Your answer should repeat every line of the records below in which the word "OldInput" appears.

**Records for processing:**

•••

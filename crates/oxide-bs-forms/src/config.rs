//! Form-level configuration.

use serde::Deserialize;
use serde_json::Value;

use crate::error::{FormError, Result};

/// Column classes for a horizontal (grid) form layout.
#[derive(Debug, Clone, PartialEq, Eq)]
pub struct HorizontalLayout {
    label: String,
    fields: String,
}

impl HorizontalLayout {
    /// Creates a layout from the label-column and field-column classes.
    ///
    /// Both classes are trimmed and lower-cased and must not be empty.
    pub fn new(label: &str, fields: &str) -> Result<Self> {
        let label = label.trim().to_lowercase();
        let fields = fields.trim().to_lowercase();
        if label.is_empty() || fields.is_empty() {
            return Err(FormError::InvalidConfiguration(
                "horizontal layout needs non-empty label and fields classes".to_string(),
            ));
        }
        Ok(Self { label, fields })
    }

    /// Reads loosely-typed settings: `false` disables the layout, and a
    /// `{label, fields}` object (keys matched case-insensitively) enables it.
    pub fn from_value(settings: &Value) -> Result<Option<Self>> {
        let invalid = || {
            FormError::InvalidConfiguration(
                "settings must be a {label, fields} object or `false`".to_string(),
            )
        };

        match settings {
            Value::Bool(false) => Ok(None),
            Value::Object(map) => {
                let find = |wanted: &str| {
                    map.iter()
                        .find(|(k, _)| k.eq_ignore_ascii_case(wanted))
                        .and_then(|(_, v)| v.as_str())
                };
                match (find("label"), find("fields")) {
                    (Some(label), Some(fields)) => Self::new(label, fields).map(Some),
                    _ => Err(invalid()),
                }
            }
            _ => Err(invalid()),
        }
    }

    /// The label column class.
    pub fn label(&self) -> &str {
        &self.label
    }

    /// The field column class.
    pub fn fields(&self) -> &str {
        &self.fields
    }
}

/// Serializable form-level settings.
///
/// ```
/// use oxide_bs_forms::FormConfig;
///
/// let config: FormConfig = serde_json::from_str(
///     r#"{"method": "put", "horizontal": {"label": "col-sm-2", "fields": "col-sm-10"}}"#,
/// )
/// .unwrap();
/// assert_eq!(config.method, "put");
/// ```
#[derive(Debug, Clone, Deserialize)]
#[serde(default)]
pub struct FormConfig {
    /// HTTP method (`get`, `post`, `put`, `patch`, `delete`).
    pub method: String,
    /// Whether the form posts `multipart/form-data`.
    pub multipart: bool,
    /// Inline form layout.
    pub inline: bool,
    /// Horizontal layout settings, `false` or `{label, fields}`.
    pub horizontal: Value,
    /// Translation namespace for labels.
    pub locale: Option<String>,
    /// Prefix prepended to every generated id.
    pub id_prefix: String,
}

impl Default for FormConfig {
    fn default() -> Self {
        Self {
            method: "post".to_string(),
            multipart: false,
            inline: false,
            horizontal: Value::Bool(false),
            locale: None,
            id_prefix: String::new(),
        }
    }
}

impl FormConfig {
    /// Validates the settings, returning the parsed horizontal layout.
    pub fn validate(&self) -> Result<Option<HorizontalLayout>> {
        let horizontal = HorizontalLayout::from_value(&self.horizontal)?;
        if self.inline && horizontal.is_some() {
            return Err(FormError::InvalidConfiguration(
                "a form cannot be both inline and horizontal".to_string(),
            ));
        }
        if self.method.trim().is_empty() {
            return Err(FormError::InvalidConfiguration(
                "form method must not be empty".to_string(),
            ));
        }
        Ok(horizontal)
    }
}
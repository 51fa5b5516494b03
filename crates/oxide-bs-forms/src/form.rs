//! The form builder and the one-field builder it hands out.

use serde::Serialize;
use serde_json::{Map, Value};
use tracing::{debug, warn};

use crate::attributes::AttributeSet;
use crate::config::{FormConfig, HorizontalLayout};
use crate::error::{FormError, Result};
use crate::fields::{FieldKind, FieldState, Label, SelectOptions};
use crate::services::{
    CsrfProvider, ErrorStore, MethodOverride, OldInput, Services, Translator, UrlResolver,
};
use crate::widgets;

/// Settings that last from the opening tag until [`FormBuilder::close`].
#[derive(Debug, Clone, PartialEq)]
pub struct FormState {
    /// Lower-cased HTTP method.
    pub method: String,
    pub multipart: bool,
    /// Inline layout: no wrapper divs, screen-reader-only labels.
    pub inline: bool,
    pub horizontal: Option<HorizontalLayout>,
    /// Translation namespace for labels, legends and button captions.
    pub locale: Option<String>,
    pub id_prefix: String,
    /// Values of the bound record, keyed by field name.
    pub data: Option<Map<String, Value>>,
}

impl Default for FormState {
    fn default() -> Self {
        Self {
            method: "post".to_string(),
            multipart: false,
            inline: false,
            horizontal: None,
            locale: None,
            id_prefix: String::new(),
            data: None,
        }
    }
}

/// Builds Bootstrap 4 form markup one control at a time.
///
/// Form-level settings live on the builder. Each control is configured on
/// a [`Field`] obtained from one of the entry points and turned into markup
/// by [`Field::render`], which consumes it:
///
/// ```
/// use oxide_bs_forms::FormBuilder;
///
/// let mut form = FormBuilder::new();
/// form.put().id_prefix("user-");
///
/// let mut html = form.open().url("/users/1").render().unwrap();
/// html += &form.text("name", "Name").value("Ada").render().unwrap();
/// html += &form.submit("Save").render().unwrap();
/// html += &form.close();
///
/// assert!(html.contains(r#"id="user-name""#));
/// assert!(html.contains(r#"name="_method" value="PUT""#));
/// ```
#[derive(Debug, Default)]
pub struct FormBuilder {
    state: FormState,
    services: Services,
}

impl FormBuilder {
    /// Creates a builder with default collaborators.
    pub fn new() -> Self {
        Self::default()
    }

    /// Creates a builder around a full set of collaborators.
    pub fn with_services(services: Services) -> Self {
        Self {
            state: FormState::default(),
            services,
        }
    }

    /// Sets the CSRF fragment provider.
    #[must_use]
    pub fn with_csrf(mut self, provider: impl CsrfProvider + 'static) -> Self {
        self.services.csrf = Box::new(provider);
        self
    }

    /// Sets the method-override fragment provider.
    #[must_use]
    pub fn with_method_override(mut self, provider: impl MethodOverride + 'static) -> Self {
        self.services.method_override = Box::new(provider);
        self
    }

    /// Sets the URL resolver.
    #[must_use]
    pub fn with_urls(mut self, resolver: impl UrlResolver + 'static) -> Self {
        self.services.urls = Box::new(resolver);
        self
    }

    /// Sets the translation lookup.
    #[must_use]
    pub fn with_translator(mut self, translator: impl Translator + 'static) -> Self {
        self.services.translator = Box::new(translator);
        self
    }

    /// Attaches the results of a validation pass.
    #[must_use]
    pub fn with_errors(mut self, errors: impl ErrorStore + 'static) -> Self {
        self.services.errors = Some(Box::new(errors));
        self
    }

    /// Attaches resubmitted input from a failed submission.
    #[must_use]
    pub fn with_old_input(mut self, input: impl OldInput + 'static) -> Self {
        self.services.old_input = Some(Box::new(input));
        self
    }

    /// Returns the current form-level settings.
    pub fn state(&self) -> &FormState {
        &self.state
    }

    pub(crate) fn services(&self) -> &Services {
        &self.services
    }

    /// Applies serializable settings in one go.
    pub fn configure(&mut self, config: &FormConfig) -> Result<&mut Self> {
        let horizontal = config.validate()?;
        self.method(&config.method)
            .multipart(config.multipart)
            .id_prefix(&config.id_prefix)
            .inline_form(config.inline)
            .horizontal_form(horizontal);
        self.state.locale.clone_from(&config.locale);
        Ok(self)
    }

    /// Sets the HTTP method.
    pub fn method(&mut self, method: &str) -> &mut Self {
        self.state.method = method.trim().to_lowercase();
        self
    }

    pub fn get(&mut self) -> &mut Self {
        self.method("get")
    }

    pub fn post(&mut self) -> &mut Self {
        self.method("post")
    }

    pub fn put(&mut self) -> &mut Self {
        self.method("put")
    }

    pub fn patch(&mut self) -> &mut Self {
        self.method("patch")
    }

    pub fn delete(&mut self) -> &mut Self {
        self.method("delete")
    }

    /// Makes the form post `multipart/form-data`.
    pub fn multipart(&mut self, multipart: bool) -> &mut Self {
        self.state.multipart = multipart;
        self
    }

    /// Prefixes every generated id.
    pub fn id_prefix(&mut self, prefix: &str) -> &mut Self {
        self.state.id_prefix = prefix.to_string();
        self
    }

    /// Sets the translation namespace used for labels.
    pub fn locale(&mut self, namespace: &str) -> &mut Self {
        self.state.locale = Some(namespace.to_string());
        self
    }

    /// Switches the inline layout on or off. Turning it on drops any
    /// horizontal layout.
    pub fn inline_form(&mut self, inline: bool) -> &mut Self {
        self.state.inline = inline;
        if inline {
            self.state.horizontal = None;
        }
        self
    }

    /// Sets or clears the horizontal layout. Setting one turns off the
    /// inline layout.
    pub fn horizontal_form(&mut self, layout: Option<HorizontalLayout>) -> &mut Self {
        if layout.is_some() {
            self.state.inline = false;
        }
        self.state.horizontal = layout;
        self
    }

    /// Sets the horizontal layout from loosely-typed settings, see
    /// [`HorizontalLayout::from_value`].
    pub fn horizontal_form_value(&mut self, settings: &Value) -> Result<&mut Self> {
        let layout = HorizontalLayout::from_value(settings)?;
        Ok(self.horizontal_form(layout))
    }

    /// Binds a record whose fields supply default values.
    ///
    /// Anything that does not serialize to a map binds an empty record.
    pub fn fill<T: Serialize + ?Sized>(&mut self, record: &T) -> &mut Self {
        let data = match serde_json::to_value(record) {
            Ok(Value::Object(map)) => map,
            Ok(other) => {
                warn!(kind = value_kind(&other), "Bound record is not a map; binding nothing");
                Map::new()
            }
            Err(e) => {
                warn!(error = %e, "Failed to serialize bound record; binding nothing");
                Map::new()
            }
        };
        self.state.data = Some(data);
        self
    }

    /// Binds an already-built map of field values.
    pub fn fill_map(&mut self, data: Map<String, Value>) -> &mut Self {
        self.state.data = Some(data);
        self
    }

    /// Renders `</form>` and resets every form-level setting.
    pub fn close(&mut self) -> String {
        self.state = FormState::default();
        debug!("Closed form");
        "</form>".to_string()
    }

    /// Renders `</fieldset>`.
    pub fn fieldset_close(&self) -> String {
        "</fieldset>".to_string()
    }

    /// Starts a field with no kind; set one with [`Field::kind`].
    pub fn field(&self) -> Field<'_> {
        Field::new(self, FieldState::default())
    }

    fn start(&self, kind: FieldKind) -> Field<'_> {
        Field::new(self, FieldState::for_kind(kind))
    }

    fn named(&self, kind: FieldKind, name: &str, label: Label) -> Field<'_> {
        self.start(kind).name(name).label(label)
    }

    /// Starts the opening `<form>` tag. Set its action with
    /// [`Field::url`] or [`Field::route`].
    pub fn open(&self) -> Field<'_> {
        self.start(FieldKind::Open)
    }

    /// Starts an opening `<fieldset>` with an optional legend.
    pub fn fieldset_open(&self, legend: Option<&str>) -> Field<'_> {
        let mut field = self.start(FieldKind::FieldsetOpen);
        field.state.meta.legend = legend.map(str::to_string);
        field
    }

    pub fn file(&self, name: &str, label: impl Into<Label>) -> Field<'_> {
        self.named(FieldKind::File, name, label.into())
    }

    pub fn text(&self, name: &str, label: impl Into<Label>) -> Field<'_> {
        self.named(FieldKind::Text, name, label.into())
    }

    pub fn password(&self, name: &str, label: impl Into<Label>) -> Field<'_> {
        self.named(FieldKind::Password, name, label.into())
    }

    pub fn range(&self, name: &str, label: impl Into<Label>) -> Field<'_> {
        self.named(FieldKind::Range, name, label.into())
    }

    pub fn email(&self, name: &str, label: impl Into<Label>) -> Field<'_> {
        self.named(FieldKind::Email, name, label.into())
    }

    pub fn number(&self, name: &str, label: impl Into<Label>) -> Field<'_> {
        self.named(FieldKind::Number, name, label.into())
    }

    pub fn textarea(&self, name: &str, label: impl Into<Label>) -> Field<'_> {
        self.named(FieldKind::Textarea, name, label.into())
    }

    /// Starts a hidden input. Hidden inputs have no label or wrapper.
    pub fn hidden(&self, name: &str) -> Field<'_> {
        self.start(FieldKind::Hidden).name(name)
    }

    /// Starts a select over `options`.
    pub fn select(
        &self,
        name: &str,
        label: impl Into<Label>,
        options: impl Into<SelectOptions>,
    ) -> Field<'_> {
        self.named(FieldKind::Select, name, label.into())
            .options(options)
    }

    /// Starts a checkbox submitting `value`, or the name when `value` is
    /// `None`.
    pub fn checkbox(&self, name: &str, label: impl Into<Label>, value: Option<&str>) -> Field<'_> {
        self.check(FieldKind::Checkbox, name, label.into(), value)
    }

    /// Starts one radio option submitting `value`, or the name when `value`
    /// is `None`.
    pub fn radio(&self, name: &str, label: impl Into<Label>, value: Option<&str>) -> Field<'_> {
        self.check(FieldKind::Radio, name, label.into(), value)
    }

    fn check(&self, kind: FieldKind, name: &str, label: Label, value: Option<&str>) -> Field<'_> {
        let mut field = self.named(kind, name, label);
        field.state.meta.check_value = Some(value.unwrap_or(name).to_string());
        field
    }

    /// Starts a `<button type="button">` captioned `caption`.
    pub fn button(&self, caption: &str) -> Field<'_> {
        self.start(FieldKind::Button).value(caption)
    }

    pub fn submit(&self, caption: &str) -> Field<'_> {
        self.start(FieldKind::Submit).value(caption)
    }

    pub fn reset(&self, caption: &str) -> Field<'_> {
        self.start(FieldKind::Reset).value(caption)
    }

    /// Starts a button-styled link. Without a URL the link goes nowhere.
    pub fn anchor(&self, caption: &str, url: Option<&str>) -> Field<'_> {
        let field = self.start(FieldKind::Anchor).value(caption);
        match url {
            Some(url) => field.url(url),
            None => field,
        }
    }
}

•••

**Task response:**
    CsrfProvider, ErrorStore, MethodOverride, OldInput, Services, Translator, UrlResolver,
    pub fn with_old_input(mut self, input: impl OldInput + 'static) -> Self {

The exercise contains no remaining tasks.